Click apply and copy/paste or make a screencapture.
(Note that if you use a different MaxDistance or
leave it blank you will get a significantly different estimate of the
range parameter). Now click Spatial>>model variogram and under variogram
object, choose “grass.” Choose Spherical as the function. Check the “fit
parameters” box. Accept the defaults and click apply.
Copy and paste or screencapture the plot. [Q2] Report and interpret the range, sill and nugget. If you have time, try changing some of
the parameters to see how that changes the curve. Try the same thing with
another variable—this time number of full bathrooms (FBTH.NUMB). Keep the
number of lags at 40 but leave the Max Distance blank. Copy and paste or screencapture
the plot. [Q3] Report the
fitted model parameters for the spherical model. How does the range seem
to change from the last model to this one and what does that indicate
about the two variables?
- Now,
go back to Arc Map. This step won’t work with a geodatabase
on the currently configured machines in 101 Aiken, since they are lacking
service pack 3, and without that service pack Geostatistical
analyst crashes on this exercise when using a geodatabase.

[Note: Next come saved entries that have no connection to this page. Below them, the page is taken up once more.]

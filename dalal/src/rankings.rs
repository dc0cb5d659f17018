use dalal_core::CacheTier;
use dalal_forecast::{RiskMetrics, rank_by_sharpe, risk_metrics};
use tokio::task::JoinHandle;

use crate::{Dalal, ForecastOutcome};

impl Dalal {
    /// Annualised risk metrics for every tracked instrument, best Sharpe first.
    ///
    /// Histories are fetched concurrently under the history deadline.
    /// Instruments whose history fails, times out, or has fewer than 100
    /// prices are left out.
    #[cfg_attr(feature = "tracing", tracing::instrument(name = "dalal::rankings::risk_rankings", skip(self)))]
    pub async fn risk_rankings(&self) -> Vec<RiskMetrics> {
        let timeout = self.inner.cfg.store.history_timeout;
        let tasks = self.inner.registry.listings().iter().map(|listing| async move {
            let series = Self::upstream_call_with_timeout(
                "series",
                timeout,
                self.inner.history.series(&listing.symbol),
            )
            .await;
            match series {
                Ok(points) => {
                    let prices: Vec<f64> = points
                        .iter()
                        .map(|p| p.price)
                        .filter(|p| p.is_finite() && *p > 0.0)
                        .collect();
                    risk_metrics(listing, &prices)
                }
                Err(_e) => {
                    #[cfg(feature = "tracing")]
                    tracing::warn!(symbol = %listing.symbol, error = %_e, "history unavailable for risk metrics");
                    None
                }
            }
        });
        let metrics = futures::future::join_all(tasks)
            .await
            .into_iter()
            .flatten()
            .collect();
        rank_by_sharpe(metrics)
    }

    /// Compute forecasts for the `n` best-ranked instruments in the background.
    ///
    /// Symbols already cached in either tier are skipped; failures are
    /// logged and skipped. Returns the task handle so callers may await
    /// completion; dropping it leaves the task running.
    pub fn prewarm_top(&self, n: usize) -> JoinHandle<()> {
        let this = self.clone();
        tokio::spawn(async move {
            let ranked = this.risk_rankings().await;
            for m in ranked.into_iter().take(n) {
                if this.forecast_status(&m.symbol).await.tier != CacheTier::None {
                    continue;
                }
                let outcome = this.forecast(&m.symbol).await;
                log_prewarm(&m.symbol, &outcome);
            }
        })
    }
}

#[cfg(feature = "tracing")]
fn log_prewarm(symbol: &str, outcome: &ForecastOutcome) {
    match outcome {
        ForecastOutcome::Ready(_) => tracing::info!(symbol = %symbol, "prewarmed forecast"),
        other => tracing::warn!(symbol = %symbol, outcome = ?other, "prewarm produced no forecast"),
    }
}

#[cfg(not(feature = "tracing"))]
const fn log_prewarm(_symbol: &str, _outcome: &ForecastOutcome) {}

Hence, in Arc Catalog (or Arc Map) export sample_props2 to a shapefile (in catalog, right click>>export>>shapefile). If you’re doing this on a machine where ArcGIS has SP3 installed, no need to convert to
shapefile. Now, in Arc Map, make sure the Geostatistical
analysis extension is enabled. Then go to the Geostatistical
analyst toolbar (not toolbox). If you don’t see it, hit
“customize>>toolbars” and then check geostatistical
analyst. Click the “geostatistic analyst” dragdown button and choose “geostatistical
wizard,” then “kriging/cokriging” as the
method, sample_props2 as the data and GRASS_PER as the variable. Click
next and then highlight both “Ordinary “ and
“prediction map.” Click next. Try adjusting the lag size and number of
lags to adhere to our rule of having the total x axis be
no longer than the maximum map distance/2. Take a screencapture of the semivariogram. Keep in mind that the x axis is in
meters*10^4. So, for instance, 0.1 is 1000 meters Go to the next screen and preview the surface. Click next and
take a screencapture
of the prediction plot. [Q4] Briefly interpret what you see in both the semivariogram and prediction plot. What does the blue line mean in the
latter? Click finish, and screencapture
the display.
- Now
let’s try universal Kriging. Again click Geostatistical analysis>>Geostatistical
wizard, choose kriging as the method,
sample_props2 as the data and GRASS_PER as the variable. On the next
screen, this time choose universal under Kriging
Type and prediction map under output type. Under Dataset #1 change “order
of trend removal” to “first.” Click next. The resulting map should show
you the general trend of there being less grass in the industrial south
east of the city and more grass in the residential north
west. Now try tweaking the first order trend slider bar. Click on
the dragdown icon next to “exploratory trend
surface analysis”. Now try sliding
it to a bunch of different locations and look at what happens to the
map. Finally, try about 30%. Take
a screencapture. [Q5]Explain why changing the
trend surface slider bar affects the map. What’s the difference between a
high and low value of the slider?
Now click next. Again, set the lag
size so that you’re at least close to D/2. Click next twice and then check out
the RMS error and compare to the last time. Take a screencapture
of the resulting prediction map. Then Right click on the universal kriging map in the TOC and click “change output to
prediction standard error map.” Overlay
the points on that map and screencapture and [Q6]
briefly describe what the pixel values signify.